- _Required action_
Write out each line of the entries below that holds the word "faults".

= = = = =

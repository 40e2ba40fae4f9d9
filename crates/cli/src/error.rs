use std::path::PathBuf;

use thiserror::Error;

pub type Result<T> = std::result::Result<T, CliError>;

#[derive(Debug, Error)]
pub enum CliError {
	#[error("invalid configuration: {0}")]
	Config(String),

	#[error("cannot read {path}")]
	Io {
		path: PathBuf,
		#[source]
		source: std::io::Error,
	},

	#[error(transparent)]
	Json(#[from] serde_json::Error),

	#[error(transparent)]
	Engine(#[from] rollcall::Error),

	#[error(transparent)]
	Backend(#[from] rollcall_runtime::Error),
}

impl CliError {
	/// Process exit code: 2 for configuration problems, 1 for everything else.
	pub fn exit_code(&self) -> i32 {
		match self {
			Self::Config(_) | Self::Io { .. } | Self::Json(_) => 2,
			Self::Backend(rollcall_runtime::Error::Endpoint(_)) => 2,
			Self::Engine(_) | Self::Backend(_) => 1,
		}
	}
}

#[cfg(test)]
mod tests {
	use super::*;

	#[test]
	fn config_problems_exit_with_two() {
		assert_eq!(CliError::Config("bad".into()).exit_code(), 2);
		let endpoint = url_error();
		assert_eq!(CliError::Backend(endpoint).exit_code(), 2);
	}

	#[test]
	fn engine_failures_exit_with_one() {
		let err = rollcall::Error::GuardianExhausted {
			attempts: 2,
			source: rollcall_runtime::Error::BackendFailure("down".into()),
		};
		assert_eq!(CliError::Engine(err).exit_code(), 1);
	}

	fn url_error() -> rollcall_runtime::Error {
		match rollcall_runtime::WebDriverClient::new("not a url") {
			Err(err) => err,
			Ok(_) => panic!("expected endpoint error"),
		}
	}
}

= = = = =

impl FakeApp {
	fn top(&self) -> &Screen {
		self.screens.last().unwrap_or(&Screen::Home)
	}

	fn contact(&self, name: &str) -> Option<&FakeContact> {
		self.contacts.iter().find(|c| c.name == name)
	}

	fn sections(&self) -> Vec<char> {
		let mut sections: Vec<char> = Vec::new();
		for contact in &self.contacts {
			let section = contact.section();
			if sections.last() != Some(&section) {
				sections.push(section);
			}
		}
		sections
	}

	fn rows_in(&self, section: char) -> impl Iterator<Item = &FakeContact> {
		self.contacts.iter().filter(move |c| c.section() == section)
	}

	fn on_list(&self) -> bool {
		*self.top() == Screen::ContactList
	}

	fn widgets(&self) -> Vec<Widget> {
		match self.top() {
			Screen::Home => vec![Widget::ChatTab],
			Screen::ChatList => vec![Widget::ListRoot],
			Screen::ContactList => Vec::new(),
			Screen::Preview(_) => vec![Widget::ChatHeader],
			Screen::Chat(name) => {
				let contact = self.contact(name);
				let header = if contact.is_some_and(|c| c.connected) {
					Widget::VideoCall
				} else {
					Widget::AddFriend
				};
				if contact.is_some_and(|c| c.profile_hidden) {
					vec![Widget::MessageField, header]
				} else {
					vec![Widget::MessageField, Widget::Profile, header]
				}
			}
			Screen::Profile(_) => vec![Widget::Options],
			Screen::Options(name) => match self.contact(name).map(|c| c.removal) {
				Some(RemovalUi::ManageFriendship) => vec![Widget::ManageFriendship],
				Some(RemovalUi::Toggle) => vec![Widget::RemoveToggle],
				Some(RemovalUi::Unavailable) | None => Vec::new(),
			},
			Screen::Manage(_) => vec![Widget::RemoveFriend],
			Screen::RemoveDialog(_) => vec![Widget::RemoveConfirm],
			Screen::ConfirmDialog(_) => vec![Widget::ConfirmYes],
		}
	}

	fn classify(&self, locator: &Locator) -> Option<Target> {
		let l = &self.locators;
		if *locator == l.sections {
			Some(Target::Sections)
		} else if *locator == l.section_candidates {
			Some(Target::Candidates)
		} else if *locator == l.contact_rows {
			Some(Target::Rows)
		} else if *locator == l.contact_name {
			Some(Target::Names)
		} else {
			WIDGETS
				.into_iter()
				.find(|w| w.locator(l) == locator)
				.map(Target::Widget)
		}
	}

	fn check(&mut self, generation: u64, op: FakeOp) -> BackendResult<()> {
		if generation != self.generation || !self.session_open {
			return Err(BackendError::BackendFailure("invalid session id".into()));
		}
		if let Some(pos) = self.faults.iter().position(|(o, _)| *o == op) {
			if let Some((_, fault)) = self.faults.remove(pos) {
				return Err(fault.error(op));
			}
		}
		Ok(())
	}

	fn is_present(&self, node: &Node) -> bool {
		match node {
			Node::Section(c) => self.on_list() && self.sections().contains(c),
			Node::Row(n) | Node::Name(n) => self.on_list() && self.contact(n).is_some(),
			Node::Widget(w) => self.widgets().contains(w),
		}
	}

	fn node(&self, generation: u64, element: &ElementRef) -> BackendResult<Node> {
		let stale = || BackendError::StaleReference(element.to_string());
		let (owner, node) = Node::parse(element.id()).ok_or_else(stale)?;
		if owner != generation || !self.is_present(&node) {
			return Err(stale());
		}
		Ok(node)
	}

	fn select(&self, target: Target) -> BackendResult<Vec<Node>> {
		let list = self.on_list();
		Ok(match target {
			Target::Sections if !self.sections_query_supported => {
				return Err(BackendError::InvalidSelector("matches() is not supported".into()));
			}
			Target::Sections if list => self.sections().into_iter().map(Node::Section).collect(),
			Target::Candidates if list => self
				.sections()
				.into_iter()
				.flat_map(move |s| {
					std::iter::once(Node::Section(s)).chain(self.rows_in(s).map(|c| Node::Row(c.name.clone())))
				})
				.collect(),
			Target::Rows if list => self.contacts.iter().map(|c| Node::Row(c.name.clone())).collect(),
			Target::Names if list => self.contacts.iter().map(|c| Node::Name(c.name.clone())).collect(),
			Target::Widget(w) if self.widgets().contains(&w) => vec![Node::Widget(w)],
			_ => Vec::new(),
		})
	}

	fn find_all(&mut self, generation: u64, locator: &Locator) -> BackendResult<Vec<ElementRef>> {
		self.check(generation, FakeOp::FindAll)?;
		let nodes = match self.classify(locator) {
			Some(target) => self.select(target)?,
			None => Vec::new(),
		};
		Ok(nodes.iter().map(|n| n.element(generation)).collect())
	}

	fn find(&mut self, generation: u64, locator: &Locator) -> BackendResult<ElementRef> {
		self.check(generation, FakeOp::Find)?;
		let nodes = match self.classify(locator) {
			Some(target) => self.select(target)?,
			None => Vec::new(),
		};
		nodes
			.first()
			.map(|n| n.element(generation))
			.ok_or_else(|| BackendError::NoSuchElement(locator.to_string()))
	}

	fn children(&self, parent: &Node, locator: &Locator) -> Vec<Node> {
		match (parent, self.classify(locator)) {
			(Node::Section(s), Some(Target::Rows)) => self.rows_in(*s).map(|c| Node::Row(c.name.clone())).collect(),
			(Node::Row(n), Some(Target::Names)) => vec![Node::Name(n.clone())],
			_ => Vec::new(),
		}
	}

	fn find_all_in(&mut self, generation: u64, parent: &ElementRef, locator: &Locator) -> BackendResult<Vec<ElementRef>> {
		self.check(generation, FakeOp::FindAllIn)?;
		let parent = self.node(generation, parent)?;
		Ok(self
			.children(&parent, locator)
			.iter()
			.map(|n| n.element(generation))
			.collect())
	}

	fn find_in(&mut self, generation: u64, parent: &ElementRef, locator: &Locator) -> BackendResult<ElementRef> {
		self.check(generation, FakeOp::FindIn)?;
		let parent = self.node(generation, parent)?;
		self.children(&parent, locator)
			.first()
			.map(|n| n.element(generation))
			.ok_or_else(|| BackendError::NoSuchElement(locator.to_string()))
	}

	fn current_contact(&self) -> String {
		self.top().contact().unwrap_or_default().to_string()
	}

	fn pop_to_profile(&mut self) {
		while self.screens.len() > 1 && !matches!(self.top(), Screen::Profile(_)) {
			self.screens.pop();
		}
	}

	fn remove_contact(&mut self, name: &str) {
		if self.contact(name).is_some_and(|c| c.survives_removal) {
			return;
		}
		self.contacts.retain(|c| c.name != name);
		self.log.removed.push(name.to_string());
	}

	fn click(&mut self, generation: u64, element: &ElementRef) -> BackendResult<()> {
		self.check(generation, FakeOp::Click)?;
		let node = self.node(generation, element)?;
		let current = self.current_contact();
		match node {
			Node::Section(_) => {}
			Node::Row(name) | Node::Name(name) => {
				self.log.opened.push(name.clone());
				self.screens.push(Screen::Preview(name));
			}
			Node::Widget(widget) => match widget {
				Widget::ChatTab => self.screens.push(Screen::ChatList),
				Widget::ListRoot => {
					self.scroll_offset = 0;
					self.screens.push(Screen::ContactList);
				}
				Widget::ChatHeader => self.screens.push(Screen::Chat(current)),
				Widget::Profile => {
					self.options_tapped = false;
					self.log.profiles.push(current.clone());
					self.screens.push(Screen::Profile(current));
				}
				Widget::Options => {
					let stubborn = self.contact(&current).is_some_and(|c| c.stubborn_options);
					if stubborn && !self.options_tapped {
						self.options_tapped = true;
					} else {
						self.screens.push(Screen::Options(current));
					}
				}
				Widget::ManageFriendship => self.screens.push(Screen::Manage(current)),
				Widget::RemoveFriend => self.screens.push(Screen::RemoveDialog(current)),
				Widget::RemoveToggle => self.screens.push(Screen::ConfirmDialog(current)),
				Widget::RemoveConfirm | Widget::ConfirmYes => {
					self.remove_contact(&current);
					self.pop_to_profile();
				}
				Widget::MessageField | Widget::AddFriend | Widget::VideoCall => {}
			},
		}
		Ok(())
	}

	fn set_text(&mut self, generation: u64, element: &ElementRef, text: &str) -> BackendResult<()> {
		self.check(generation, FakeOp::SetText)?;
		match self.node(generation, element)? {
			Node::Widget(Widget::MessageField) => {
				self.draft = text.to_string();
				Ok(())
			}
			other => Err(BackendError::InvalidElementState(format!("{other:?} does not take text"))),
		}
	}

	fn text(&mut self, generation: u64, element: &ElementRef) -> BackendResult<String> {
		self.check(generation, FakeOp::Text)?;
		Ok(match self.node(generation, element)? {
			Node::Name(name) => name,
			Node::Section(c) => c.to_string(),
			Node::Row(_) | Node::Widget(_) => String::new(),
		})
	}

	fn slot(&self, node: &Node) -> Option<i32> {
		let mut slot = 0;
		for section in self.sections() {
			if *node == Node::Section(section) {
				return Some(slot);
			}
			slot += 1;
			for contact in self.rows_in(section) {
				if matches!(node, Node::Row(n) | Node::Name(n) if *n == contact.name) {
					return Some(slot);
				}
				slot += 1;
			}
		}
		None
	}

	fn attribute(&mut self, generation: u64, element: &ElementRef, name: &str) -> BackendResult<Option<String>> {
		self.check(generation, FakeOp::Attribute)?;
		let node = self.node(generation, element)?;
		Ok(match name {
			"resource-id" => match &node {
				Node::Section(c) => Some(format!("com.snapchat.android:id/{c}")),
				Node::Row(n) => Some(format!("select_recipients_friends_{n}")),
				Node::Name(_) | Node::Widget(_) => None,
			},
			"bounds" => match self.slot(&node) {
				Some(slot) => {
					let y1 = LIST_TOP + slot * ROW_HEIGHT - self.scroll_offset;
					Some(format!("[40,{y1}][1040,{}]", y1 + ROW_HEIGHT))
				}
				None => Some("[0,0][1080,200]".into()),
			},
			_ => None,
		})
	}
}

= = = = =

- _Reply_
		if let Some(pos) = self.faults.iter().position(|(o, _)| *o == op) {
			if let Some((_, fault)) = self.faults.remove(pos) {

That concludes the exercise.